Tuesday, October 10, 2006
Immigrants on Immigration
No, this is not Africans talking about their journeys in rickety boats, though it is easy to see the similarities in the cases. As Canary Island President, Adán Martín, makes an official visit to the so-called "Eight Island", Venezuela - escorted by 35 members of Venezuelan President, Hugo Chávez' own guard - to lay the foundation stone on a social and health center for Canary Islanders living in that country, it's the Canary Island emigrants there who relate their own stories of crossing the Atlantic - a journey that sometimes took 36 days - on illegal sailing ships to Venezuela.

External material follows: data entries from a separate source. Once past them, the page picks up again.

//! Progress domain: achievement ids, the unlocked set and its save file.

use bevy::ecs::message::Message;
use bevy::prelude::*;
use serde::{Deserialize, Serialize};
use std::fs;
use std::path::Path;

use crate::difficulty::Difficulty;

const SAVE_VERSION: u32 = 1;

#[derive(Debug, Clone, Copy, PartialEq, Eq, Hash)]
pub enum Achievement {
    FirstParry,
    ParryStreak10,
    MultiSlash,
    BossDefeated(Difficulty),
    /// Boss cleared without taking a hit
    Flawless(Difficulty),
}

impl Achievement {
    /// Stable id written to the save file.
    pub fn id(self) -> String {
        match self {
            Achievement::FirstParry => "first_parry".to_string(),
            Achievement::ParryStreak10 => "parry_streak_10".to_string(),
            Achievement::MultiSlash => "multi_slash".to_string(),
            Achievement::BossDefeated(difficulty) => format!("boss_defeated_{}", difficulty.label()),
            Achievement::Flawless(difficulty) => format!("flawless_{}", difficulty.label()),
        }
    }
}

/// Fire-and-forget unlock request.
#[derive(Debug, Clone, Copy)]
pub struct UnlockAchievement(pub Achievement);

impl Message for UnlockAchievement {}

/// Achievements a boss defeat unlocks. Flawless only counts from Hard up.
pub fn defeat_achievements(difficulty: Difficulty, flawless: bool) -> Vec<Achievement> {
    let mut unlocked = vec![Achievement::BossDefeated(difficulty)];
    if flawless && difficulty >= Difficulty::Hard {
        unlocked.push(Achievement::Flawless(difficulty));
    }
    unlocked
}

/// Error type for save file failures.
#[derive(Debug)]
pub struct SaveError {
    pub file: String,
    pub message: String,
}

impl std::fmt::Display for SaveError {
    fn fmt(&self, f: &mut std::fmt::Formatter<'_>) -> std::fmt::Result {
        write!(f, "Failed to save {}: {}", self.file, self.message)
    }
}

#[derive(Debug, Deserialize, Serialize)]
struct AchievementSave {
    version: u32,
    unlocked: Vec<String>,
}

/// Unlocked achievement ids, in unlock order.
#[derive(Resource, Debug, Default, Clone, PartialEq)]
pub struct Achievements {
    unlocked: Vec<String>,
}

impl Achievements {
    /// Returns true only the first time an achievement is unlocked.
    pub fn unlock(&mut self, achievement: Achievement) -> bool {
        let id = achievement.id();
        if self.unlocked.contains(&id) {
            return false;
        }
        self.unlocked.push(id);
        true
    }

    pub fn is_unlocked(&self, achievement: Achievement) -> bool {
        self.unlocked.contains(&achievement.id())
    }

    pub fn len(&self) -> usize {
        self.unlocked.len()
    }

    pub fn is_empty(&self) -> bool {
        self.unlocked.is_empty()
    }

    pub fn to_json(&self) -> Result<String, serde_json::Error> {
        serde_json::to_string_pretty(&AchievementSave {
            version: SAVE_VERSION,
            unlocked: self.unlocked.clone(),
        })
    }

    pub fn from_json(contents: &str) -> Result<Self, serde_json::Error> {
        let save: AchievementSave = serde_json::from_str(contents)?;
        Ok(Self {
            unlocked: save.unlocked,
        })
    }

    pub fn save(&self, path: &Path) -> Result<(), SaveError> {
        let file = path.display().to_string();
        let error = |message: String| SaveError {
            file: file.clone(),
            message,
        };

        let json = self.to_json().map_err(|e| error(format!("Encode error: {}", e)))?;
        if let Some(parent) = path.parent() {
            fs::create_dir_all(parent).map_err(|e| error(format!("IO error: {}", e)))?;
        }
        fs::write(path, json).map_err(|e| error(format!("IO error: {}", e)))
    }

    /// Read a save file. A missing file is an empty set.
    pub fn load(path: &Path) -> Result<Self, SaveError> {
        if !path.exists() {
            return Ok(Self::default());
        }
        let file = path.display().to_string();
        let contents = fs::read_to_string(path).map_err(|e| SaveError {
            file: file.clone(),
            message: format!("IO error: {}", e),
        })?;
        Self::from_json(&contents).map_err(|e| SaveError {
            file,
            message: format!("Parse error: {}", e),
        })
    }
}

They were young, brave and broke, says the article. This led many to embark, often on illegal ships, to later arrive at the port of La Guaira, to work.
One man, Bonifacio Morales González, left El Hierro in the dead of night on the ship the Nuevo Adán (New Adam) and 56 years later, he has not set foot in the Canaries again, but listened intently to the words of another Nuevo Adán - the President of the community he left long before it had democratically elected presidents.
Bonifacio spent 36 days at sea, although, he says, that it wasn't so bad because they did have food and water. The only documentation that he took with him were his birth certificate and the paper which accredited that he had done his military service.
He was accompanied by another 122 people on that boat, and relates that, "When arriving, it was illegal, but they didn't do anything to us." Those they did detain were the boat's patron and captain, because they had merely obtained permission to go fishing off the African coast and, "clearly, they deviated a bit."
Morales married a "pretty woman" in Venezuela and, together, they have educated their six children. This is why he has not returned to the Canary Islands, though he does still hope to "go and see how it has improved over there." He is well informed over the arrival of immigrants from Africa and sees this as a good thing, because, he says, "they are going to work, pushed by the situation, the same as we did."
Not all of the Canary Islanders in Venezuela share this opinion. One man called it "a silent invasion" and considers it negative, citing the reasons that the children of those who arrive will study and not want to work the land and that, being muslims, he believes, this will cause the same problems as seen recently in France.
Another, Eladio Segredo, who arrived in Venezuela 53 years ago from Agulo in La Gomera, said that immigration was a little more regulated. To enter the country, one only needed to have a letter from someone you knew, which said you were wanted as a worker. He says he later did the same thing for his brother.
At that time, in the Canaries, people were suffering hunger, misery and political persecution, which caused many to leave on these boats. Segredo's own father had tried to get on the Telémaco, a boat carrying more than 160 people, which became famous because it was at sea for months and documentation exists to say that they ended up eating human flesh to survive and arrive at their destination.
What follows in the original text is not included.